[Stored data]
·····
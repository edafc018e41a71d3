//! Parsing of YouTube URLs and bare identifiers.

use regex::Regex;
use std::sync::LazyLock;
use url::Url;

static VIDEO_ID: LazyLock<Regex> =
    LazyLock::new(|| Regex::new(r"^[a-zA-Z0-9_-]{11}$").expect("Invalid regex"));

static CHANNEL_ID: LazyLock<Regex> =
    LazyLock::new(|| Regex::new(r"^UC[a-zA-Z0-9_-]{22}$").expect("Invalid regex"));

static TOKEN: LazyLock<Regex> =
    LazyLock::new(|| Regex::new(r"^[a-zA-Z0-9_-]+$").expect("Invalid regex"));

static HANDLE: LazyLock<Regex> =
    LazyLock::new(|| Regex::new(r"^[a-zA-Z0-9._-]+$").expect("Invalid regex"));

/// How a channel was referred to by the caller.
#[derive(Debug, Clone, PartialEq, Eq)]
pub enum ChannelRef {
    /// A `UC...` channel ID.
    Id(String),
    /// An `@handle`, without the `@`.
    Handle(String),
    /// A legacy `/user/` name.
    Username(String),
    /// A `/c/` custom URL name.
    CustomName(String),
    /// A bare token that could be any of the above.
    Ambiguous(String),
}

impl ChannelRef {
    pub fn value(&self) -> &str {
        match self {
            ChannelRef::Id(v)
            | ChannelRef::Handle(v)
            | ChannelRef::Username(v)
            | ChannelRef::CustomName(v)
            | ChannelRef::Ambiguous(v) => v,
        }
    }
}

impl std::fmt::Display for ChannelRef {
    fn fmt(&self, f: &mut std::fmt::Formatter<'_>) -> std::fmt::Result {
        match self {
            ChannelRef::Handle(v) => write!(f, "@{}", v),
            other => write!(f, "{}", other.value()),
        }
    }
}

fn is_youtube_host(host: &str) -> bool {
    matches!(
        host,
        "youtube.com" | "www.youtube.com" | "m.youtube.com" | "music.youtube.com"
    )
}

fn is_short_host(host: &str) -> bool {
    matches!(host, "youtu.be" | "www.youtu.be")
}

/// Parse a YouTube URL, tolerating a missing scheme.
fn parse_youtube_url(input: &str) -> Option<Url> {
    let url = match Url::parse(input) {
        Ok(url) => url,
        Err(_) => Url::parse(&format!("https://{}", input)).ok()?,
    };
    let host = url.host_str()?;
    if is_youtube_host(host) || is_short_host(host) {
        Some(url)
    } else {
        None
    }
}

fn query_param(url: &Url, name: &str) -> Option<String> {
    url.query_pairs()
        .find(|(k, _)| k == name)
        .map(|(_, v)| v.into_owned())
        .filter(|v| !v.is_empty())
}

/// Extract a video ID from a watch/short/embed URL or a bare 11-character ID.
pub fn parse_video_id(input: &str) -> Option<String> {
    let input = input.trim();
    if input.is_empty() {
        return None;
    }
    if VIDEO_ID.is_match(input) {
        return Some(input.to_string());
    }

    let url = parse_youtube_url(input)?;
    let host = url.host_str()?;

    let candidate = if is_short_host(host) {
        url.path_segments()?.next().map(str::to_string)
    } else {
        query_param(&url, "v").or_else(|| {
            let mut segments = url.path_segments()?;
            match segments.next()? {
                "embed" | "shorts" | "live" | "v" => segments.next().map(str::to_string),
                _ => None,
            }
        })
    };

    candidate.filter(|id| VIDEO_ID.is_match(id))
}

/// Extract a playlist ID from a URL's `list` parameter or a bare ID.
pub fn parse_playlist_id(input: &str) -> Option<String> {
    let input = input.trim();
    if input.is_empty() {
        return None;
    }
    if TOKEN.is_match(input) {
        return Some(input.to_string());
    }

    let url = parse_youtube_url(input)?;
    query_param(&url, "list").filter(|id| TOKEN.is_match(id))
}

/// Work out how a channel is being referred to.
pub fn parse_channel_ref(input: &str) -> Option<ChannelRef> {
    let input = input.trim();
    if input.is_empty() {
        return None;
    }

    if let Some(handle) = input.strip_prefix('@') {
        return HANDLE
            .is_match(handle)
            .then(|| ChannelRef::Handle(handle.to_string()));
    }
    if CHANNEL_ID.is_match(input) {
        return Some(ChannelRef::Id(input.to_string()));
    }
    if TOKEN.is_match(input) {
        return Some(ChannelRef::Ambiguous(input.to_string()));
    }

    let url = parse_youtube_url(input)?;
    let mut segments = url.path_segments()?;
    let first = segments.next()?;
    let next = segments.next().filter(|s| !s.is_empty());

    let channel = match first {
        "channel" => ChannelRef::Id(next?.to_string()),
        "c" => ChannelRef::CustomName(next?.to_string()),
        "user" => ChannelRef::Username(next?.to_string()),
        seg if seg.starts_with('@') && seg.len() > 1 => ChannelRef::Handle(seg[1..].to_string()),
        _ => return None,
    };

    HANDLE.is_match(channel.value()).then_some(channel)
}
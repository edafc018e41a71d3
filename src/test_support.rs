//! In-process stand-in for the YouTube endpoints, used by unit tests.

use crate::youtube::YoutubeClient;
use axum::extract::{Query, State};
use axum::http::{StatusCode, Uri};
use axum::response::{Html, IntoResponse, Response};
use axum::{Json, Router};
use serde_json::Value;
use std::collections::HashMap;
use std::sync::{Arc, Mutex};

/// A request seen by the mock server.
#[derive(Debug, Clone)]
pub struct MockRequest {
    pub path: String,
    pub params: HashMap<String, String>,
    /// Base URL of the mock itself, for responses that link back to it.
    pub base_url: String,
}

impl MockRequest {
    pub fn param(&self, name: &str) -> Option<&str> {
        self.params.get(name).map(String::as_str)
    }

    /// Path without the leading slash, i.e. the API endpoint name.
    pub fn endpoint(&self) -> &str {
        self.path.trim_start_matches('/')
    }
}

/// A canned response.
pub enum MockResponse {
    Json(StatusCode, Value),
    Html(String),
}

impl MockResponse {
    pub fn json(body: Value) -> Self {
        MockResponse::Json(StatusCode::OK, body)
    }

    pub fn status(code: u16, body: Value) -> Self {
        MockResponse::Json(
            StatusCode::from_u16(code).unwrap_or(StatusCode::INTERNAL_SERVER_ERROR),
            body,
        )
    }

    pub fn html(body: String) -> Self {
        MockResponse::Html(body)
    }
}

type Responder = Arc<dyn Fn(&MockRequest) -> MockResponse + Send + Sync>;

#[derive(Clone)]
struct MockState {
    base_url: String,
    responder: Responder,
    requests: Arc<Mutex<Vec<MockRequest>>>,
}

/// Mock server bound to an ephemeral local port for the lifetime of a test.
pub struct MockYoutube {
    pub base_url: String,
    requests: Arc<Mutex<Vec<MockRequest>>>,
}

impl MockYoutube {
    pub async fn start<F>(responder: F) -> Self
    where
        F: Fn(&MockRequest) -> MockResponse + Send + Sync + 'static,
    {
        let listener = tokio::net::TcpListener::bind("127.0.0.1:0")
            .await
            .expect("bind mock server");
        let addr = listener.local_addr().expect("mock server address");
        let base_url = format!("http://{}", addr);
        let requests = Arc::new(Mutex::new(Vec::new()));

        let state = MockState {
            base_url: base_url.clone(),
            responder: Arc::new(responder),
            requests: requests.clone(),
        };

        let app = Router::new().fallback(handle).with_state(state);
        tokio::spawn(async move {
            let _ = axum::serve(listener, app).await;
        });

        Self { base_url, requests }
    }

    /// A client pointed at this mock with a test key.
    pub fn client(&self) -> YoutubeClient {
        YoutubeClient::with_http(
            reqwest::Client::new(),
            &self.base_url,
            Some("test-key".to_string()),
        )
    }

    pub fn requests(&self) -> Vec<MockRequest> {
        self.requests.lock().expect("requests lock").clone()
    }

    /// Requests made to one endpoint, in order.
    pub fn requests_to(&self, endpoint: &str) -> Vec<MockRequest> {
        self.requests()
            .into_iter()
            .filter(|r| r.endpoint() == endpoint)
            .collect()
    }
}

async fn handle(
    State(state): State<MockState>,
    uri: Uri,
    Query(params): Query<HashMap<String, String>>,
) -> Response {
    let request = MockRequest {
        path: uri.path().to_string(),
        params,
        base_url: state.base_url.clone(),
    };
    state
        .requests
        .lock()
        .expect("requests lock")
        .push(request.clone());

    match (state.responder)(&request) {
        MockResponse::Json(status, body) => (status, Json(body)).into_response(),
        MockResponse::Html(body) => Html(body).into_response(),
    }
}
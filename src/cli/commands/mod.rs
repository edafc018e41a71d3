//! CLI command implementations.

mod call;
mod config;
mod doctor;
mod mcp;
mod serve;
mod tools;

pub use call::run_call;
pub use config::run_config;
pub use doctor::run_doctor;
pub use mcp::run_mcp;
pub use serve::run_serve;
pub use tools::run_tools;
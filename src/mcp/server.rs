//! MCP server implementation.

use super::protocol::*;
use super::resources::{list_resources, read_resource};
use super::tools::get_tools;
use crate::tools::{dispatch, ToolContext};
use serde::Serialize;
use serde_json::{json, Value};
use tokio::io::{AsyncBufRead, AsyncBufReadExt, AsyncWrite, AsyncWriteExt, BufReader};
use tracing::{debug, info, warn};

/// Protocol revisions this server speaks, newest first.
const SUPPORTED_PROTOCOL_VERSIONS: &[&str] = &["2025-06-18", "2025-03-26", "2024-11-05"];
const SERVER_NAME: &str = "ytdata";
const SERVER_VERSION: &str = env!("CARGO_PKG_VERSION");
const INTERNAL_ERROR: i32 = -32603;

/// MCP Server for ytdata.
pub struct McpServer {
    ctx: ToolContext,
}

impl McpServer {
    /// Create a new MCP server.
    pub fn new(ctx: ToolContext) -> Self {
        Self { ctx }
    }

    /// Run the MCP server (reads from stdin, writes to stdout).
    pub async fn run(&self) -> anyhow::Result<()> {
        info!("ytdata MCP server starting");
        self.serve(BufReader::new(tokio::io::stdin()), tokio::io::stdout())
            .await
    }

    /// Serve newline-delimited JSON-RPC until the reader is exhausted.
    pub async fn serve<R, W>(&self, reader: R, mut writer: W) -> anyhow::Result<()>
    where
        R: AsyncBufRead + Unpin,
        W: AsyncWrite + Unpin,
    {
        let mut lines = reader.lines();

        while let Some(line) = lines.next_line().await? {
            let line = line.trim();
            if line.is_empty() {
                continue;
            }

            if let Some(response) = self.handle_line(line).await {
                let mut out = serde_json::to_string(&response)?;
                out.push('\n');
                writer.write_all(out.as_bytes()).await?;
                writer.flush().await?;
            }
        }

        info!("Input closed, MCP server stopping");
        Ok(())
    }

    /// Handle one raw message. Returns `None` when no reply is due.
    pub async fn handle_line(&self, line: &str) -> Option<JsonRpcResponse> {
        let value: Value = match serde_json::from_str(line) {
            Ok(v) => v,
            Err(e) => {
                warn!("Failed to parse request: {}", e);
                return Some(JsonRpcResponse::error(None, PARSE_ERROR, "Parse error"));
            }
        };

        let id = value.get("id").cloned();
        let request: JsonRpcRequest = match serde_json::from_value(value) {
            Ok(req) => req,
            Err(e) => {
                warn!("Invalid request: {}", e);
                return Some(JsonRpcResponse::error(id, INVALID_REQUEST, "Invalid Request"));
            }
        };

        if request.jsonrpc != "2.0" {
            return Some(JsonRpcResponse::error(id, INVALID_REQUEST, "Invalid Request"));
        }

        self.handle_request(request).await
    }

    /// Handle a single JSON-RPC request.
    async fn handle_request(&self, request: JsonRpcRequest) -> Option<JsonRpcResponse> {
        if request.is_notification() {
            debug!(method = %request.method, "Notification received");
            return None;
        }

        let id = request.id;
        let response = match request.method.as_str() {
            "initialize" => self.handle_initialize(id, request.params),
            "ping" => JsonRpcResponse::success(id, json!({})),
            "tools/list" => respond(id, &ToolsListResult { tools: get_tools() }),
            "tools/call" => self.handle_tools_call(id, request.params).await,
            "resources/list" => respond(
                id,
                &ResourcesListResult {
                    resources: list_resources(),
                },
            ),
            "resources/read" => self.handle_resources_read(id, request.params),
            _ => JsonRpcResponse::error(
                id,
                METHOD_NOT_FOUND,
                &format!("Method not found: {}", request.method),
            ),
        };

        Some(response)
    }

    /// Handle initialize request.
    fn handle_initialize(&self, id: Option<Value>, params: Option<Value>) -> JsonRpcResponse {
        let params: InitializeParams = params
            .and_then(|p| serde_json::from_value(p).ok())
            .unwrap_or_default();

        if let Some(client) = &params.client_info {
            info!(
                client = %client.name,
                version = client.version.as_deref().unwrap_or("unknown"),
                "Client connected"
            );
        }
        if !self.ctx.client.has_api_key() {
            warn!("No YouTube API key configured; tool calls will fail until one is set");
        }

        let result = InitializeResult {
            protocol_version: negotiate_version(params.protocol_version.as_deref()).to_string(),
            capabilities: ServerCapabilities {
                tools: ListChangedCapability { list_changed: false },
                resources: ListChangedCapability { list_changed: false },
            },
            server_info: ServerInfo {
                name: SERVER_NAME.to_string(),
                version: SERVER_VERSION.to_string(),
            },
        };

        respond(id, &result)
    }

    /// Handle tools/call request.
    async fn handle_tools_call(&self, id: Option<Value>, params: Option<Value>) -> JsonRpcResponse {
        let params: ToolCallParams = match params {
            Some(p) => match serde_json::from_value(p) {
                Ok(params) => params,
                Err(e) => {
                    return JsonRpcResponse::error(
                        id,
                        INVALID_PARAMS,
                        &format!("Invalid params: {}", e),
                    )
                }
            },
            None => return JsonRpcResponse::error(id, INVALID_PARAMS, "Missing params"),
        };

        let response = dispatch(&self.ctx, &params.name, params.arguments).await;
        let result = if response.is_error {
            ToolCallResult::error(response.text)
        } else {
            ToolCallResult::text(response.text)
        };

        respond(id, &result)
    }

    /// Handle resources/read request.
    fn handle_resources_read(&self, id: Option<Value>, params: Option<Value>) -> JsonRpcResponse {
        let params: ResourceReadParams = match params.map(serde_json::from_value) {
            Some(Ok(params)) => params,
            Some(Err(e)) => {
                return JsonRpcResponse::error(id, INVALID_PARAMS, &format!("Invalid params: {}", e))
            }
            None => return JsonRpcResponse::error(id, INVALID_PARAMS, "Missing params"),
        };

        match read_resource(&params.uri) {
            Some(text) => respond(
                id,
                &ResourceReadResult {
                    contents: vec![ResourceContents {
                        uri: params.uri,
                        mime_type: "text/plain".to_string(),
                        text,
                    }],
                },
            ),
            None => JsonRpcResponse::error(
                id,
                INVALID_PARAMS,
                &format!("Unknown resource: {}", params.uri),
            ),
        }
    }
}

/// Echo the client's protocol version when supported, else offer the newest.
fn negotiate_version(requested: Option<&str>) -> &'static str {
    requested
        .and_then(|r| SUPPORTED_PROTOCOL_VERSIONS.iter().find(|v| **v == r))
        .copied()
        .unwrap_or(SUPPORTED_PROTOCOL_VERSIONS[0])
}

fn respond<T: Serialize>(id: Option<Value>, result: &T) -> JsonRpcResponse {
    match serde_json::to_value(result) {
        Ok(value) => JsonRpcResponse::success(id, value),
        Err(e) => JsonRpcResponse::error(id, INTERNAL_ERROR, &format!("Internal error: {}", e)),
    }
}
·····
• [What you are asked to do] The result is a copy of every line above where the word "struct" shows up.

• [Expected output]
pub struct MockRequest {
struct MockState {
pub struct MockYoutube {
pub struct McpServer {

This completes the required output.